Moonlighting, a Charlottesville, Virginia-based online marketplace for “individuals and small businesses, enabling communication between those needing a task done and those capable of fulfilling the need,” has moved over 700,000 user accounts to the EOS platform.
Founded in October 2014, Moonlighting has received $6.3 million in total funding which includes a $5 million investment round led by the FinLab EOS VC fund, an investment firm established by Block.one and FinLab AG, a Frankfurt, Germany-based fintech company.
EOS Chosen “Because It’s Scalable”
The additional funding from the latest investment round will reportedly be used to introduce new services and features on the Moonlighting platform, in order to increase its user base. The funds raised will also be used to integrate the virtual marketplace’s infrastructure with the EOS blockchain network.
Commenting on the company’s decision to partner with EOS’s development team, Jeff Tennery, the CEO at Moonlighting, remarked:
We have been exploring blockchain protocols since the end of 2017 and [have] chosen EOSIO [because of] its ability to scale transaction processing, maintain low transaction costs and enable ease of user account management.
“Real Customers, Real Traction, Bona Fide Use Case”
Meanwhile, Paul Grotowski, the COO at EOS VC, said: “We believe that Moonlighting contains the three key traits you look for in a decentralized application: real customers, real traction and a bona fide use case for blockchain technology.”

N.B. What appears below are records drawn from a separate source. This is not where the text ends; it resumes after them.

use std::io;

/// Result alias used throughout the crate.
pub type Result<T> = std::result::Result<T, Error>;

/// Errors reported by the loop, timers, and sockets.
///
/// This is a closed set of codes: operations either succeed, return one of
/// these, or deliver one through the owning object's error callback. The
/// underlying OS detail is logged at the failure site rather than carried
/// in the value.
#[derive(Debug, Clone, Copy, PartialEq, Eq, thiserror::Error)]
pub enum Error {
    /// Operation is not legal in the object's current state.
    #[error("invalid state")]
    InvalidState,
    /// A parameter was rejected (bad address, empty buffer, out of range).
    #[error("invalid parameter")]
    InvalidParam,
    /// The requested backend or feature is unavailable on this platform.
    #[error("not supported")]
    NotSupported,
    /// Non-blocking operation would block; retry after the next readiness.
    #[error("operation would block")]
    Again,
    /// The operation's deadline elapsed.
    #[error("timed out")]
    Timeout,
    /// The peer refused the connection.
    #[error("connection refused")]
    Refused,
    /// No route to the peer.
    #[error("host unreachable")]
    Unreachable,
    /// The connection or loop is closed.
    #[error("closed")]
    Closed,
    /// The poll backend failed.
    #[error("poll error")]
    PollError,
    /// TLS handshake or record processing failed.
    #[error("ssl error")]
    SslError,
    /// Peer violated the expected wire protocol.
    #[error("protocol error")]
    ProtoError,
    /// Socket-level failure not covered by a more specific code.
    #[error("socket error")]
    SockError,
    /// Unclassified failure.
    #[error("failed")]
    Failed,
}

impl Error {
    /// Map a raw errno value to an error code.
    pub(crate) fn from_errno(errno: i32) -> Error {
        match errno {
            libc::EAGAIN | libc::EINPROGRESS => Error::Again,
            libc::ECONNREFUSED => Error::Refused,
            libc::EHOSTUNREACH | libc::ENETUNREACH => Error::Unreachable,
            libc::ETIMEDOUT => Error::Timeout,
            libc::ECONNRESET | libc::EPIPE | libc::ENOTCONN => Error::Closed,
            libc::EINVAL => Error::InvalidParam,
            _ => Error::SockError,
        }
    }
}

impl From<io::Error> for Error {
    fn from(e: io::Error) -> Self {
        match e.kind() {
            io::ErrorKind::WouldBlock => Error::Again,
            io::ErrorKind::TimedOut => Error::Timeout,
            io::ErrorKind::ConnectionRefused => Error::Refused,
            io::ErrorKind::ConnectionReset
            | io::ErrorKind::ConnectionAborted
            | io::ErrorKind::BrokenPipe
            | io::ErrorKind::NotConnected => Error::Closed,
            io::ErrorKind::InvalidInput | io::ErrorKind::AddrNotAvailable => Error::InvalidParam,
            _ => match e.raw_os_error() {
                Some(errno) => Error::from_errno(errno),
                None => Error::Failed,
            },
        }
    }
}
use std::sync::{Arc, Mutex};

use kairos::{Error, EventLoop, TcpListener, TcpSocket};

/// Minimal echo server. Every accepted connection gets its inbound bytes
/// written straight back.
///
/// Run:           cargo run --example echo_server
/// Custom port:   PORT=9000 cargo run --example echo_server
fn main() {
    tracing_subscriber::fmt()
        .with_env_filter(tracing_subscriber::EnvFilter::from_default_env())
        .init();

    let port: u16 = std::env::var("PORT")
        .ok()
        .and_then(|p| p.parse().ok())
        .unwrap_or(7878);

    let el = EventLoop::new().expect("create event loop");
    let handle = el.handle();
    eprintln!("poll backend: {}", el.poll_type());

    let conns: Arc<Mutex<Vec<TcpSocket>>> = Arc::new(Mutex::new(Vec::new()));
    let listener = TcpListener::new(&el);
    {
        let handle = handle.clone();
        let conns = conns.clone();
        listener.set_accept_callback(move |fd, peer| {
            eprintln!("accepted {peer}");
            let sock = TcpSocket::with_handle(handle.clone());
            if sock.attach_fd(fd).is_err() {
                return false;
            }
            let idx = conns.lock().unwrap().len();
            let conns_for_read = conns.clone();
            sock.set_read_callback(move |result| {
                if result.is_err() {
                    return;
                }
                let conns = conns_for_read.lock().unwrap();
                let sock = &conns[idx];
                let mut buf = [0u8; 16384];
                loop {
                    match sock.receive(&mut buf) {
                        Ok(0) => {
                            eprintln!("peer closed");
                            return;
                        }
                        Ok(n) => {
                            if sock.send(&buf[..n]).is_err() {
                                return;
                            }
                        }
                        Err(Error::Again) => return,
                        Err(e) => {
                            eprintln!("receive error: {e}");
                            return;
                        }
                    }
                }
            });
            conns.lock().unwrap().push(sock);
            true
        });
    }
    listener.set_error_callback(|e| eprintln!("listener error: {e}"));
    listener
        .start_listen("127.0.0.1", port)
        .expect("bind listener");
    eprintln!("listening on {}", listener.local_addr().unwrap());

    el.run().expect("event loop");
}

Explaining why his firm chose to partner with EOS, as it begins to upgrade its platform to meet Web 3.0 standards, Jeff Tennery, the founder and CEO at Moonlighting, stated:
We decided that we want our users to be able to port their profile to any platform and provide them a simple way to use their Moonlighting profile wherever they chose to use it.

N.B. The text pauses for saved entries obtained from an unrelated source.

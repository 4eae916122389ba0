//! Non-blocking TCP socket.
//!
//! The handle forwards to a shared implementation owned jointly by the
//! handle and the loop's dispatch closure (which holds only a `Weak`, so a
//! callback destroying its own socket ends the object's life as soon as the
//! dispatch frame unwinds). State transitions:
//!
//! ```text
//!   IDLE --connect--> CONNECTING --write-ready, SO_ERROR==0--> OPEN
//!   IDLE --attach_fd-----------------------------------------> OPEN
//!   OPEN --error | peer close | close()--> CLOSED
//! ```
//!
//! All operations are loop-thread affairs; the exception is documented on
//! `close`. Callbacks run on the loop thread with no internal lock held, so
//! they may freely call back into the socket, including closing it.

use std::os::unix::io::{AsRawFd, IntoRawFd, RawFd};
use std::sync::{Arc, Weak};

use parking_lot::{Mutex, MutexGuard};
use socket2::Socket;
use tracing::{debug, trace};

use crate::buffer::BufferChain;
use crate::error::{Error, Result};
use crate::event::Event;
use crate::event_loop::{EventLoop, LoopHandle};
use crate::sock::sys;
use crate::timer::{Timer, TimerMode};
use crate::tls::{HandshakeState, SslRole};

/// Callback for read/write/error notifications.
pub type EventCallback = Box<dyn FnMut(Result<()>) + Send>;
/// Callback consumed by exactly one connect attempt.
pub type ConnectCallback = Box<dyn FnOnce(Result<()>) + Send>;

const TLS_SCRATCH: usize = 16384;

/// Callbacks moved out of a socket during teardown, dropped only after the
/// state lock is released.
type DetachedCallbacks = (
    Option<ConnectCallback>,
    Option<EventCallback>,
    Option<EventCallback>,
    Option<EventCallback>,
);

#[derive(Debug, Clone, Copy, PartialEq, Eq)]
enum State {
    Idle,
    Connecting,
    Open,
    Closed,
}

struct TcpState {
    sock: Option<Socket>,
    state: State,
    registered: bool,
    paused: bool,
    /// The caller has unsent data buffered and waits for `cb_write`.
    want_write: bool,
    ssl_enabled: bool,
    server_name: Option<String>,
    tls: Option<Box<dyn crate::tls::TlsSession>>,
    handshaking: bool,
    scratch: Vec<u8>,
}

impl TcpState {
    fn fd(&self) -> RawFd {
        self.sock.as_ref().map(|s| s.as_raw_fd()).unwrap_or(-1)
    }

    /// Interest set for the OPEN state.
    fn desired_interest(&self) -> Event {
        let mut events = Event::empty();
        if !self.paused || self.handshaking {
            events |= Event::READ;
        }
        if self.want_write || self.tls_has_output() {
            events |= Event::WRITE;
        }
        events
    }

    fn tls_has_output(&self) -> bool {
        self.tls
            .as_ref()
            .is_some_and(|t| !t.pending_ciphertext().is_empty())
    }
}

struct Callbacks {
    connect: Mutex<Option<ConnectCallback>>,
    read: Mutex<Option<EventCallback>>,
    write: Mutex<Option<EventCallback>>,
    error: Mutex<Option<EventCallback>>,
}

struct TcpShared {
    handle: LoopHandle,
    st: Mutex<TcpState>,
    cbs: Callbacks,
    connect_timer: Mutex<Option<Timer>>,
}

/// A non-blocking TCP stream bound to one event loop.
pub struct TcpSocket {
    shared: Arc<TcpShared>,
}

impl TcpSocket {
    pub fn new(event_loop: &EventLoop) -> Self {
        Self::with_handle(event_loop.handle())
    }

    /// Bind a socket via a loop handle; useful inside accept callbacks and
    /// posted tasks.
    pub fn with_handle(handle: LoopHandle) -> Self {
        TcpSocket {
            shared: Arc::new(TcpShared {
                handle,
                st: Mutex::new(TcpState {
                    sock: None,
                    state: State::Idle,
                    registered: false,
                    paused: false,
                    want_write: false,
                    ssl_enabled: false,
                    server_name: None,
                    tls: None,
                    handshaking: false,
                    scratch: Vec::new(),
                }),
                cbs: Callbacks {
                    connect: Mutex::new(None),
                    read: Mutex::new(None),
                    write: Mutex::new(None),
                    error: Mutex::new(None),
                },
                connect_timer: Mutex::new(None),
            }),
        }
    }

    /// Notified when the socket becomes readable; call `receive` from it.
    pub fn set_read_callback(&self, cb: impl FnMut(Result<()>) + Send + 'static) {
        *self.shared.cbs.read.lock() = Some(Box::new(cb));
    }

    /// Notified when a backpressured socket drains and accepts writes again.
    pub fn set_write_callback(&self, cb: impl FnMut(Result<()>) + Send + 'static) {
        *self.shared.cbs.write.lock() = Some(Box::new(cb));
    }

    /// Notified of fatal socket conditions; the socket is CLOSED when it
    /// fires.
    pub fn set_error_callback(&self, cb: impl FnMut(Result<()>) + Send + 'static) {
        *self.shared.cbs.error.lock() = Some(Box::new(cb));
    }

    /// Enable TLS for the next `connect`: the client handshake runs after
    /// TCP establishment and `cb_connect` fires once it completes.
    pub fn set_ssl_enabled(&self, enabled: bool) {
        self.shared.st.lock().ssl_enabled = enabled;
    }

    /// SNI / certificate name for client handshakes. Defaults to the
    /// connect host.
    pub fn set_ssl_server_name(&self, name: &str) {
        self.shared.st.lock().server_name = Some(name.to_owned());
    }

    /// Negotiated ALPN protocol, once the handshake is done.
    pub fn alpn_selected(&self) -> Option<Vec<u8>> {
        let st = self.shared.st.lock();
        st.tls
            .as_ref()
            .and_then(|t| t.alpn_selected())
            .map(|p| p.to_vec())
    }

    pub fn fd(&self) -> RawFd {
        self.shared.st.lock().fd()
    }

    /// Bind the local address before connecting. Only legal while IDLE.
    pub fn bind(&self, host: &str, port: u16) -> Result<()> {
        let addr = sys::resolve(host, port)?;
        let mut st = self.shared.st.lock();
        if st.state != State::Idle {
            return Err(Error::InvalidState);
        }
        let sock = sys::new_stream_socket(&addr)?;
        sock.set_reuse_address(true).map_err(|_| Error::SockError)?;
        sock.bind(&addr.into()).map_err(|e| {
            debug!("bind {addr} failed: {e}");
            Error::from(e)
        })?;
        st.sock = Some(sock);
        Ok(())
    }

    /// Start a non-blocking connect. `cb` fires exactly once: on success
    /// (after the TLS handshake when SSL is enabled), failure, or timeout
    /// (`timeout_ms > 0`). A second connect on a live socket is refused.
    pub fn connect(
        &self,
        host: &str,
        port: u16,
        cb: impl FnOnce(Result<()>) + Send + 'static,
        timeout_ms: u32,
    ) -> Result<()> {
        let addr = sys::resolve(host, port)?;
        let shared = &self.shared;
        let mut st = shared.st.lock();
        if st.state != State::Idle {
            return Err(Error::InvalidState);
        }
        if st.sock.is_none() {
            st.sock = Some(sys::new_stream_socket(&addr)?);
        }
        if st.server_name.is_none() {
            st.server_name = Some(host.to_owned());
        }
        *shared.cbs.connect.lock() = Some(Box::new(cb));

        trace!(fd = st.fd(), %addr, "connecting");
        let result = st.sock.as_ref().unwrap().connect(&addr.into());
        match result {
            Ok(()) => {
                st.state = State::Open;
                if let Err(e) = TcpShared::register(shared, &mut st, Event::READ) {
                    let dropped = TcpShared::cleanup(shared, &mut st);
                    drop(st);
                    drop(dropped);
                    return Err(e);
                }
                drop(st);
                // The timeout still applies: a TLS handshake may follow the
                // instant TCP establishment.
                TcpShared::arm_connect_timer(shared, timeout_ms);
                // Deliver asynchronously so the callback never runs inside
                // the caller's connect frame.
                let weak = Arc::downgrade(shared);
                let _ = shared.handle.post(
                    move || {
                        if let Some(shared) = weak.upgrade() {
                            TcpShared::on_connect_ready(&shared);
                        }
                    },
                    None,
                );
                Ok(())
            }
            Err(e)
                if e.raw_os_error() == Some(libc::EINPROGRESS)
                    || e.kind() == std::io::ErrorKind::WouldBlock =>
            {
                st.state = State::Connecting;
                if let Err(e) = TcpShared::register(shared, &mut st, Event::WRITE) {
                    let dropped = TcpShared::cleanup(shared, &mut st);
                    drop(st);
                    drop(dropped);
                    return Err(e);
                }
                drop(st);
                TcpShared::arm_connect_timer(shared, timeout_ms);
                Ok(())
            }
            Err(e) => {
                debug!("connect {addr} failed: {e}");
                let err = Error::from(e);
                let dropped = TcpShared::cleanup(shared, &mut st);
                drop(st);
                drop(dropped);
                Err(err)
            }
        }
    }

    /// Adopt an already-connected fd (e.g. from an accept callback). Takes
    /// ownership; the socket becomes OPEN.
    pub fn attach_fd(&self, fd: RawFd) -> Result<()> {
        let shared = &self.shared;
        let mut st = shared.st.lock();
        if st.state != State::Idle {
            return Err(Error::InvalidState);
        }
        let sock = sys::socket_from_fd(fd)?;
        let _ = sock.set_nodelay(true);
        st.sock = Some(sock);
        st.state = State::Open;
        if let Err(e) = TcpShared::register(shared, &mut st, Event::READ) {
            // The fd stays the caller's on failure.
            if let Some(sock) = st.sock.take() {
                let _ = sock.into_raw_fd();
            }
            st.state = State::Idle;
            return Err(e);
        }
        Ok(())
    }

    /// Release the fd without closing it. The socket returns to IDLE.
    pub fn detach_fd(&self) -> Result<RawFd> {
        let shared = &self.shared;
        let mut st = shared.st.lock();
        if st.state != State::Open && st.state != State::Idle {
            return Err(Error::InvalidState);
        }
        let sock = st.sock.take().ok_or(Error::InvalidState)?;
        if st.registered {
            let _ = shared.handle.inner.unregister_fd(sock.as_raw_fd());
            st.registered = false;
        }
        st.state = State::Idle;
        st.want_write = false;
        st.tls = None;
        st.handshaking = false;
        Ok(sock.into_raw_fd())
    }

    /// Begin a TLS handshake on an OPEN socket. Completion is reported via
    /// `cb_connect` when one is pending (client connects), otherwise via
    /// `cb_read` once application data may be available.
    pub fn start_ssl_handshake(&self, role: SslRole) -> Result<()> {
        let shared = &self.shared;
        let mut st = shared.st.lock();
        if st.state != State::Open || st.tls.is_some() {
            return Err(Error::InvalidState);
        }
        let provider = shared.handle.tls_provider().ok_or(Error::NotSupported)?;
        let session = match role {
            SslRole::Client => {
                let name = st.server_name.clone().unwrap_or_else(|| "localhost".into());
                provider.new_client(&name)?
            }
            SslRole::Server => provider.new_server()?,
        };
        st.tls = Some(session);
        st.handshaking = true;
        st.scratch = vec![0u8; TLS_SCRATCH];
        let interest = st.desired_interest();
        TcpShared::set_interest(shared, &mut st, interest);
        drop(st);
        TcpShared::pump_handshake(shared);
        Ok(())
    }

    /// Write bytes. Returns how many were accepted (possibly 0 under
    /// backpressure; buffer the rest and wait for the write callback).
    pub fn send(&self, data: &[u8]) -> Result<usize> {
        TcpShared::send_slices(&self.shared, &[data])
    }

    /// Gathered write over multiple slices.
    pub fn send_vectored(&self, slices: &[&[u8]]) -> Result<usize> {
        TcpShared::send_slices(&self.shared, slices)
    }

    /// Gathered write of a buffer chain. Does not consume the chain; the
    /// caller advances it by the returned count.
    pub fn send_chain(&self, chain: &BufferChain) -> Result<usize> {
        let slices: Vec<&[u8]> = chain.slices().collect();
        if slices.is_empty() {
            return Ok(0);
        }
        TcpShared::send_slices(&self.shared, &slices)
    }

    /// Read bytes. `Ok(0)` means the peer closed (the socket transitions
    /// CLOSED); `Err(Again)` means no data is available yet.
    pub fn receive(&self, buf: &mut [u8]) -> Result<usize> {
        TcpShared::receive(&self.shared, buf)
    }

    /// Drop READ interest. Kernel-queued data is kept for `resume`.
    pub fn pause(&self) -> Result<()> {
        let shared = &self.shared;
        let mut st = shared.st.lock();
        st.paused = true;
        if st.state == State::Open && st.registered {
            let interest = st.desired_interest();
            TcpShared::set_interest(shared, &mut st, interest);
        }
        Ok(())
    }

    /// Re-add READ interest dropped by `pause`.
    pub fn resume(&self) -> Result<()> {
        let shared = &self.shared;
        let mut st = shared.st.lock();
        st.paused = false;
        if st.state == State::Open && st.registered {
            let interest = st.desired_interest();
            TcpShared::set_interest(shared, &mut st, interest);
        }
        Ok(())
    }

    /// Close the socket. Idempotent, legal in any state; after it returns
    /// no callback for this socket fires. When called off the loop thread
    /// the teardown is posted to the loop.
    pub fn close(&self) {
        TcpShared::close(&self.shared);
    }
}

Tennery added: “The gig economy is so fragmented, and our plan is to let freelancers control the use of their profile and provide a single sign-on, aggregated gateway.”
Notably, the developers at Moonlighting will not be transferring all the data from their existing platform to the EOS blockchain. Instead, Moonlighting’s platform data will be secured by using cryptographic hashes which can be decrypted by accessing information from the marketplace’s centralized database system.
According to Tennery: “The hashes on the blockchain provides audit-ability and validity to our freelancer profiles maintained off-chain.”